The program can be used: to prioritise mine waste sites for further study/monitoring and/or remediation work on the basis of the threat that these sites pose to ground and surface water quality and to the health of water consumers; to provide guidance concerning the relative risks associated with using different water sources at a receptor site; to predict whether groundwater at the receptor site is likely to deteriorate in quality in the future; to aid in the development of more complete conceptual models of contaminant migration at individual sites; as a predictive tool to provide some indication of water quality at a hypothetical receptor site such as a planned water supply borehole that has not yet been constructed; to carry out human health risk assessments of the water pathway using actual contaminant concentrations at a receptor site where these data are available.
MINDEC considers mine waste contaminant migration in terms of: a source, i.e. the mine waste; a pathway, i.e. a surface waterway or a groundwater body; a receptor, which might be, for example, a surface water body, a water well or a water consumer.

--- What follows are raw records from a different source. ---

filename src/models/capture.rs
use crate::error::{MonitorError, Result};
use base64::Engine as _;
use chrono::{DateTime, Utc};
use serde::{Deserialize, Serialize};

/// Reply from `GET /capture_images`. On success the device inlines both
/// photos as base64 JPEG; otherwise `message` carries its error text.
#[derive(Debug, Clone, Deserialize)]
pub struct CaptureResponse {
    pub status: String,
    #[serde(default)]
    pub image1: Option<String>,
    #[serde(default)]
    pub image2: Option<String>,
    #[serde(default)]
    pub message: Option<String>,
}

impl CaptureResponse {
    pub fn is_success(&self) -> bool {
        self.status == "success"
    }
}

/// Reply from `POST /reset_data`.
#[derive(Debug, Clone, Deserialize)]
pub struct ResetResponse {
    pub success: bool,
    #[serde(default)]
    pub message: Option<String>,
}

/// One successful capture: both photos plus the delay that separated them.
/// Held in memory only; the next capture replaces it.
#[derive(Debug, Clone, Serialize)]
pub struct CapturedImagePair {
    pub image1_base64: String,
    pub image2_base64: String,
    pub delay_seconds: u32,
    pub captured_at: DateTime<Utc>,
}

impl CapturedImagePair {
    pub fn new(image1_base64: String, image2_base64: String, delay_seconds: u32) -> Self {
        Self {
            image1_base64,
            image2_base64,
            delay_seconds,
            captured_at: Utc::now(),
        }
    }

    /// `data:` URL for the first photo, ready for an `<img>` source.
    pub fn first_data_url(&self) -> String {
        format!("data:image/jpeg;base64,{}", self.image1_base64)
    }

    pub fn second_data_url(&self) -> String {
        format!("data:image/jpeg;base64,{}", self.image2_base64)
    }

    /// Decoded JPEG sizes of both photos in bytes.
    pub fn decoded_sizes(&self) -> Result<(usize, usize)> {
        let engine = base64::engine::general_purpose::STANDARD;
        let first = engine
            .decode(&self.image1_base64)
            .map_err(|e| MonitorError::ResponseError(format!("image1 is not valid base64: {}", e)))?;
        let second = engine
            .decode(&self.image2_base64)
            .map_err(|e| MonitorError::ResponseError(format!("image2 is not valid base64: {}", e)))?;
        Ok((first.len(), second.len()))
    }
}

#[cfg(test)]
mod tests {
    use super::*;

    #[test]
    fn test_capture_response_success_shape() {
        let body = r#"{"status":"success","image1":"aGVsbG8=","image2":"d29ybGQ="}"#;
        let response: CaptureResponse = serde_json::from_str(body).unwrap();
        assert!(response.is_success());
        assert_eq!(response.image1.as_deref(), Some("aGVsbG8="));
        assert_eq!(response.image2.as_deref(), Some("d29ybGQ="));
        assert!(response.message.is_none());
    }

    #[test]
    fn test_capture_response_error_shape() {
        let body = r#"{"status":"error","message":"Failed to capture first image"}"#;
        let response: CaptureResponse = serde_json::from_str(body).unwrap();
        assert!(!response.is_success());
        assert_eq!(response.message.as_deref(), Some("Failed to capture first image"));
    }

    #[test]
    fn test_data_urls_and_decoded_sizes() {
        let pair = CapturedImagePair::new("aGVsbG8=".to_string(), "d29ybGQ=".to_string(), 5);
        assert_eq!(pair.first_data_url(), "data:image/jpeg;base64,aGVsbG8=");
        assert_eq!(pair.second_data_url(), "data:image/jpeg;base64,d29ybGQ=");
        assert_eq!(pair.decoded_sizes().unwrap(), (5, 5));
    }

    #[test]
    fn test_decoded_sizes_rejects_bad_payload() {
        let pair = CapturedImagePair::new("not base64!!".to_string(), "d29ybGQ=".to_string(), 5);
        assert!(pair.decoded_sizes().is_err());
    }

    #[test]
    fn test_reset_response_shape() {
        let body = r#"{"success":true,"message":"Data reset successfully"}"#;
        let response: ResetResponse = serde_json::from_str(body).unwrap();
        assert!(response.success);
    }
}
#[cfg(test)]
mod tests {
    use super::*;
    use crate::assembler::diag::{Diag, MemorySink, Message, Verbosity};
    use crate::assembler::phases::tokenize;

    fn run(src: &str) -> (LabelTable, Vec<Message>, bool) {
        let sink = MemorySink::new();
        let msgs = sink.handle();
        let diag = Diag::new(Verbosity::Log, Box::new(sink));
        let tokens = tokenize::tokenize(src, &diag.named("lexer"));
        assert!(diag.good(), "lexer should not fail in resolver tests");
        let table = resolve(&tokens, &diag.named("resolver"));
        let collected = msgs.borrow().clone();
        (table, collected, diag.good())
    }

    #[test]
    fn program_labels_get_fixed_width_offsets() {
        let (table, _, good) = run(
            "@prog\n\
             .start mov a b\n\
             add a 1\n\
             .loop jmp loop\n",
        );
        assert!(good);
        assert_eq!(table.len(), 2);

        let start = table.lookup("start").unwrap();
        assert_eq!((start.offset, start.kind), (0, LabelKind::Program));
        assert!(start.data.is_empty());

        let l = table.lookup("loop").unwrap();
        assert_eq!((l.offset, l.line), (8, 4));
    }

    #[test]
    fn program_offsets_continue_across_sections() {
        let (table, _, good) = run(
            "@prog\n\
             nop\n\
             @data\n\
             @prog\n\
             .second nop\n",
        );
        assert!(good);
        assert_eq!(table.lookup("second").unwrap().offset, 4);
    }

    #[test]
    fn bare_label_fails_but_offsets_keep_advancing() {
        let (table, msgs, good) = run(
            "@prog\n\
             .a\n\
             .b nop\n",
        );
        assert!(!good);
        assert_eq!(msgs.len(), 1);
        assert!(msgs[0]
            .text
            .contains("expected instruction after label definition"));
        assert!(table.lookup("a").is_none());
        // the fixed-width advance happened for the failed line too
        assert_eq!(table.lookup("b").unwrap().offset, 4);
    }

    #[test]
    fn data_blocks_concatenate_and_terminate() {
        let (table, _, good) = run(
            "@prog\n\
             nop\n\
             @data\n\
             .greet\n\
             \"Hello, \"\n\
             \"world!\"\n\
             .empty\n\
             .bye\n\
             \"bye\"\n",
        );
        assert!(good);

        let greet = table.lookup("greet").unwrap();
        assert_eq!(greet.kind, LabelKind::Data);
        assert_eq!(greet.offset, 0);
        assert_eq!(greet.data, b"Hello, world!\0");

        let empty = table.lookup("empty").unwrap();
        assert_eq!(empty.offset, 14);
        assert_eq!(empty.data, b"\0");

        let bye = table.lookup("bye").unwrap();
        assert_eq!(bye.offset, 15);
        assert_eq!(bye.data, b"bye\0");
    }

    #[test]
    fn data_label_requires_its_own_line() {
        let (table, msgs, good) = run(
            "@prog\n\
             nop\n\
             @data\n\
             .greet \"hi\"\n",
        );
        assert!(!good);
        assert!(msgs[0].text.contains("expected newline after label definition"));
        assert!(table.lookup("greet").is_none());
    }

    #[test]
    fn stray_token_in_data_section() {
        let (_, msgs, good) = run(
            "@prog\n\
             nop\n\
             @data\n\
             .greet\n\
             mov\n",
        );
        assert!(!good);
        assert!(msgs[0].text.contains("unexpected token in data section"));
    }

    #[test]
    fn redefinition_in_same_section() {
        let (table, msgs, good) = run(
            "@prog\n\
             .start nop\n\
             .start nop\n",
        );
        assert!(!good);
        assert_eq!(msgs.len(), 1);
        assert!(msgs[0].text.contains("redefinition of label 'start'"));
        assert_eq!(msgs[0].detail.as_deref(), Some("first defined on line 2"));
        // the original definition wins
        assert_eq!(table.lookup("start").unwrap().offset, 0);
        assert_eq!(table.lookup("start").unwrap().line, 2);
    }

    #[test]
    fn redefinition_across_sections() {
        let (table, msgs, good) = run(
            "@prog\n\
             .x nop\n\
             @data\n\
             .x\n\
             \"payload\"\n",
        );
        assert!(!good);
        assert_eq!(msgs.len(), 1);
        assert!(msgs[0].text.contains("redefinition of label 'x'"));
        assert_eq!(table.lookup("x").unwrap().kind, LabelKind::Program);
    }

    #[test]
    fn duplicate_data_block_does_not_advance_offset() {
        let (table, _, good) = run(
            "@prog\n\
             nop\n\
             @data\n\
             .a\n\
             \"one\"\n\
             .a\n\
             \"two\"\n\
             .b\n\
             \"three\"\n",
        );
        assert!(!good);
        // the duplicate block's bytes were never materialized
        assert_eq!(table.lookup("a").unwrap().data, b"one\0");
        assert_eq!(table.lookup("b").unwrap().offset, 4);
    }

    #[test]
    fn unknown_section_recovers_at_next_section() {
        let (table, msgs, good) = run(
            "@bss\n\
             .junk nop\n\
             @prog\n\
             .start nop\n",
        );
        assert!(!good);
        assert_eq!(msgs.len(), 1);
        assert!(msgs[0].text.contains("'bss' is not a valid section"));
        assert!(table.lookup("junk").is_none());
        assert_eq!(table.lookup("start").unwrap().offset, 0);
    }

    #[test]
    fn section_requires_newline() {
        let (_, msgs, good) = run("@prog nop\n.l nop\n");
        assert!(!good);
        assert!(msgs[0]
            .text
            .contains("expected newline after section declaration"));
        // the line after the bad header is no longer inside a section
        assert!(msgs[1].text.contains("expected a section declaration"));
    }

    #[test]
    fn missing_program_section_is_fatal() {
        let (_, msgs, good) = run(
            "@data\n\
             .d\n\
             \"x\"\n",
        );
        assert!(!good);
        assert_eq!(msgs.len(), 1);
        assert!(msgs[0].text.contains("a program section was not found"));
        assert_eq!(msgs[0].line, None);
    }

    #[test]
    fn top_level_junk_flushes_to_next_line() {
        let (table, msgs, good) = run(
            "mov a b\n\
             @prog\n\
             .l nop\n",
        );
        assert!(!good);
        assert_eq!(msgs.len(), 1);
        assert!(msgs[0].text.contains("expected a section declaration"));
        assert_eq!(table.lookup("l").unwrap().offset, 0);
    }
}
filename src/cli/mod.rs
pub mod command;
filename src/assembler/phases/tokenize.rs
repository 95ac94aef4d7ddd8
use crate::assembler::cursor::Cursor;
use crate::assembler::diag::Diag;
use crate::spec::hw;
use derive_more::Constructor;
use std::fmt::Display;

const COMMENT_CHAR: char = ';';
const LABEL_CHAR: char = '.';
const SECTION_CHAR: char = '@';

// This enum models the kinds of tokens we can unambiguously distinguish
// while scanning. It *does not* model the semantics of the assembly
// language: registers, instruction names, and bare label references all
// come out as `Identifier`, and telling them apart is the encoder's job.
#[derive(Debug, Clone, Copy, PartialEq, Eq)]
pub enum TokenKind {
    Eol,
    Eof,
    Label,
    Section,
    IntLiteral,
    StringLiteral,
    Identifier,
}

/// One lexed token. `line` is the 1-based line the token started on;
/// `column` is the scan column at the moment the token was emitted
/// (columns reset to 0 at each newline and count consumed characters).
#[derive(Debug, Clone, PartialEq, Eq, Constructor)]
pub struct Token {
    pub kind: TokenKind,
    pub text: String,
    pub line: usize,
    pub column: usize,
}

impl Display for Token {
    fn fmt(&self, f: &mut std::fmt::Formatter<'_>) -> std::fmt::Result {
        match self.kind {
            TokenKind::Eol => write!(f, "end of line"),
            TokenKind::Eof => write!(f, "end of file"),
            TokenKind::Label => write!(f, "label '.{}'", self.text),
            TokenKind::Section => write!(f, "section '@{}'", self.text),
            TokenKind::IntLiteral => write!(f, "integer literal '{}'", self.text),
            TokenKind::StringLiteral => write!(f, "string literal \"{}\"", self.text),
            TokenKind::Identifier => write!(f, "identifier '{}'", self.text),
        }
    }
}

/// Scans `source` into a token sequence, reporting problems to `diag`.
///
/// The sequence always ends with exactly one `Eof` token and never contains
/// two consecutive `Eol` tokens. Callers must hand over newline-terminated
/// text (`analyze` guarantees this); a truncated final line would otherwise
/// produce a truncated final token.
pub fn tokenize(source: &str, diag: &Diag) -> Vec<Token> {
    Lexer::new(source, diag).run()
}

struct Lexer<'a> {
    cursor: Cursor<char>,
    diag: &'a Diag,
    tokens: Vec<Token>,
    line: usize,
    column: usize,
}

impl<'a> Lexer<'a> {
    fn new(source: &str, diag: &'a Diag) -> Self {
        Lexer {
            cursor: Cursor::new(source.chars().collect()),
            diag,
            tokens: Vec::new(),
            line: 1,
            column: 0,
        }
    }

    fn run(mut self) -> Vec<Token> {
        while let Some(c) = self.cursor.peek().copied() {
            match c {
                c if c.is_whitespace() => self.scan_whitespace(),
                COMMENT_CHAR => self.scan_comment(),
                LABEL_CHAR => self.scan_name(TokenKind::Label, "label"),
                SECTION_CHAR => self.scan_name(TokenKind::Section, "section"),
                '"' | '\'' => self.scan_quoted(),
                c if c.is_ascii_digit() || c == '-' => self.scan_int(),
                c if c.is_ascii_alphabetic() => self.scan_identifier(),
                c => {
                    self.diag.error(
                        Some(self.line),
                        "invalid or unknown symbol",
                        Some(format!("'{}'", c)),
                    );
                    self.advance();
                }
            }
        }

        self.push(TokenKind::Eof, String::new(), self.line);
        self.tokens
    }

    /// Consumes one character, keeping the column count in step.
    fn advance(&mut self) -> char {
        let c = self.cursor.consume();
        self.column += 1;
        c
    }

    fn push(&mut self, kind: TokenKind, text: String, line: usize) {
        self.tokens.push(Token::new(kind, text, line, self.column));
    }

    fn push_eol(&mut self) {
        // runs of blank lines collapse into a single end-of-line token
        if let Some(last) = self.tokens.last() {
            if last.kind == TokenKind::Eol {
                return;
            }
        }
        self.push(TokenKind::Eol, String::new(), self.line);
    }

    /// Whitespace is consumed one character at a time so that every newline
    /// is individually observed for the line/column bookkeeping.
    fn scan_whitespace(&mut self) {
        let c = self.advance();
        if c == '\n' {
            self.push_eol();
            self.line += 1;
            self.column = 0;
        }
    }

    /// `;` through end of line, excluding the newline itself.
    fn scan_comment(&mut self) {
        while let Some(c) = self.cursor.peek().copied() {
            if c == '\n' {
                return;
            }
            self.advance();
        }
    }

    fn take_alnum(&mut self) -> String {
        let mut buf = String::new();
        while let Some(c) = self.cursor.peek().copied() {
            if !c.is_ascii_alphanumeric() {
                break;
            }
            buf.push(self.advance());
        }
        buf
    }

    /// Labels (`.name`) and sections (`@name`) share one scan, differing
    /// only in the emitted kind and the wording of the diagnostics.
    fn scan_name(&mut self, kind: TokenKind, what: &str) {
        let line = self.line;
        self.advance();
        let name = self.take_alnum();

        if name.is_empty() {
            self.diag
                .error(Some(line), format!("empty {} definition", what), None);
            return;
        }

        if name.starts_with(|c: char| c.is_ascii_digit()) {
            self.diag.error(
                Some(line),
                format!("{} name can't begin with a digit", what),
                Some(format!("'{}'", name)),
            );
            return;
        }

        self.push(kind, name, line);
    }

    fn resolve_escape(c: char) -> Option<char> {
        match c {
            '\'' => Some('\''),
            '"' => Some('"'),
            '\\' => Some('\\'),
            't' => Some('\t'),
            'n' => Some('\n'),
            '0' => Some('\0'),
            _ => None,
        }
    }

    fn scan_quoted(&mut self) {
        let line = self.line;
        let quote = self.advance();
        let mut buf = String::new();
        let mut closed = false;

        while let Some(c) = self.cursor.peek().copied() {
            if c == quote {
                self.advance();
                closed = true;
                break;
            }

            if c == '\n' {
                // abort without consuming; the outer loop reprocesses this
                // newline as an ordinary line break
                break;
            }

            if c == '\\' {
                self.advance();
                if let Some(escaped) = self.cursor.peek().copied() {
                    self.advance();
                    match Self::resolve_escape(escaped) {
                        Some(resolved) => buf.push(resolved),
                        None => {
                            self.diag.warning(
                                Some(line),
                                "unrecognized escape character",
                                Some(format!("'\\{}'", escaped)),
                            );
                            buf.push(escaped);
                        }
                    }
                }
                continue;
            }

            buf.push(self.advance());
        }

        if !closed {
            let what = if quote == '"' { "string" } else { "character" };
            self.diag.error(
                Some(line),
                format!("{} literal missing terminating {} character", what, quote),
                None,
            );
            return;
        }

        if quote == '"' {
            self.push(TokenKind::StringLiteral, buf, line);
            return;
        }

        let mut chars = buf.chars();
        match (chars.next(), chars.next()) {
            (None, _) => self.diag.error(Some(line), "empty character literal", None),
            (Some(_), Some(_)) => self.diag.error(
                Some(line),
                "character literal contains more than one character",
                Some(String::from(
                    "use a string literal (\"...\") for multi-character data",
                )),
            ),
            // reinterpreted as its ordinal value downstream
            (Some(c), None) => self.push(TokenKind::IntLiteral, c.to_string(), line),
        }
    }

    /// Integer literals: an optional `-`, then `0x`, `0b`, or plain decimal.
    /// The token text is always the normalized unsigned 16-bit decimal
    /// rendering, never the source spelling.
    fn scan_int(&mut self) {
        let line = self.line;
        let mut buf = String::new();
        buf.push(self.advance());
        // alphanumerics are swept in before the base is known, so hex and
        // binary digit letters land in the buffer too
        buf.push_str(&self.take_alnum());

        if buf == "-" {
            self.diag
                .error(Some(line), "empty integer literal after '-'", None);
            return;
        }

        let (negative, digits) = match buf.strip_prefix('-') {
            Some(rest) => (true, rest),
            None => (false, buf.as_str()),
        };

        let (radix, digits) = if let Some(hex) = digits.strip_prefix("0x") {
            if hex.is_empty() || !hex.chars().all(|c| c.is_ascii_hexdigit()) {
                return self.invalid_int(line, &buf);
            }
            (16, hex)
        } else if let Some(bin) = digits.strip_prefix("0b") {
            if bin.is_empty() || !bin.chars().all(|c| c == '0' || c == '1') {
                return self.invalid_int(line, &buf);
            }
            (2, bin)
        } else if !digits.is_empty() && digits.chars().all(|c| c.is_ascii_digit()) {
            (10, digits)
        } else {
            return self.invalid_int(line, &buf);
        };

        let parsed = match i64::from_str_radix(digits, radix) {
            Ok(parsed) => parsed,
            Err(_) => return self.invalid_int(line, &buf),
        };
        let value = if negative { -parsed } else { parsed };

        if value < i64::from(i16::MIN) {
            self.diag.warning(
                Some(line),
                "integer literal too small to be represented with 16 bits",
                Some(format!("'{}'", buf)),
            );
        } else if value > i64::from(hw::WORD_MAX) {
            self.diag.warning(
                Some(line),
                "integer literal too large to be represented with 16 bits",
                Some(format!("'{}'", buf)),
            );
        }

        let word = hw::word_from_i64_truncating(value);
        self.push(TokenKind::IntLiteral, word.to_string(), line);
    }

    fn invalid_int(&self, line: usize, raw: &str) {
        self.diag.error(
            Some(line),
            "invalid integer literal format",
            Some(format!(
                "'{}': only decimal, hexadecimal (0x) and binary (0b) literals are supported",
                raw
            )),
        );
    }

    /// No keyword classification happens here; see the note on `TokenKind`.
    fn scan_identifier(&mut self) {
        let line = self.line;
        let name = self.take_alnum();
        self.push(TokenKind::Identifier, name, line);
    }
}
pub mod spec;

pub mod assembler;

pub mod cli;
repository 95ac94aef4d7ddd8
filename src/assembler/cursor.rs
/// A random-access lookahead reader over an already-materialized sequence.
///
/// The lexer drives one of these over characters and the resolver drives
/// one over tokens; neither needs more than single-element lookahead, but
/// `peek_at` is part of the reusable contract.
#[derive(Debug)]
pub struct Cursor<T> {
    elems: Vec<T>,
    pos: usize,
}

impl<T> Cursor<T> {
    pub fn new(elems: Vec<T>) -> Self {
        Cursor { elems, pos: 0 }
    }

    pub fn peek(&self) -> Option<&T> {
        self.peek_at(0)
    }

    pub fn peek_at(&self, offset: usize) -> Option<&T> {
        self.elems.get(self.pos + offset)
    }

    pub fn pos(&self) -> usize {
        self.pos
    }

    pub fn seek(&mut self, pos: usize) {
        self.pos = pos;
    }

    pub fn reset(&mut self) {
        self.seek(0);
    }

    /// Advances until `stop` holds for the current element or the sequence
    /// is exhausted. The stop element itself is not consumed.
    pub fn skip_until(&mut self, stop: impl Fn(&T) -> bool) {
        while let Some(elem) = self.peek() {
            if stop(elem) {
                return;
            }
            self.pos += 1;
        }
    }
}

impl<T: Clone> Cursor<T> {
    /// Returns the current element and advances past it.
    ///
    /// Callers must have checked `peek` first; consuming past the end is a
    /// programming error, not a recoverable condition, and panics.
    pub fn consume(&mut self) -> T {
        let elem = self.elems[self.pos].clone();
        self.pos += 1;
        elem
    }
}
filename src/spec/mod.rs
pub mod hw;
pub type Byte = u8;
pub type Word = u16;

pub const BYTE_WIDTH: usize = 8;
pub const WORD_WIDTH: usize = 16;
pub const WORD_MAX: Word = 0xFFFF;

/// Every instruction slot occupies this many bytes, so program label
/// addresses can be assigned in a single forward pass without knowing
/// the operand encodings.
pub const INST_WIDTH: Word = 4;

/// Reinterprets the low 16 bits of `i`, two's-complement for negatives.
pub fn word_from_i64_truncating(i: i64) -> Word {
    i as Word
}
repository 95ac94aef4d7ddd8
use structopt::StructOpt;
use tasm::cli::command;

fn main() {
    command::terminal_init();
    command::root(command::CommandRoot::from_args());
}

MINDEC provides a 'best estimate' of the threat to ground and surface water quality and to the health of water consumers at a distant receptor site by
calculating: expected concentrations at the receptor site of a suite of potentially harmful trace elements in waters originating from the mine waste site under study; human health risk indices toxic hazard quotients and for arsenic a carcinogenic risk factor) for consumers of the contaminated waters;
a water quality standard (WQS) exceedance index, which provides an indication of the extent to which the expected concentrations at the receptor exceed water quality standards; relative contaminant-element doses (as percentages of the total dose) from surface water, groundwater and other water sources.
The program also gives some indication of: contaminant travel times from the mine waste source to the receptor through the groundwater pathway; the expected duration of contaminant generation at the mine waste site.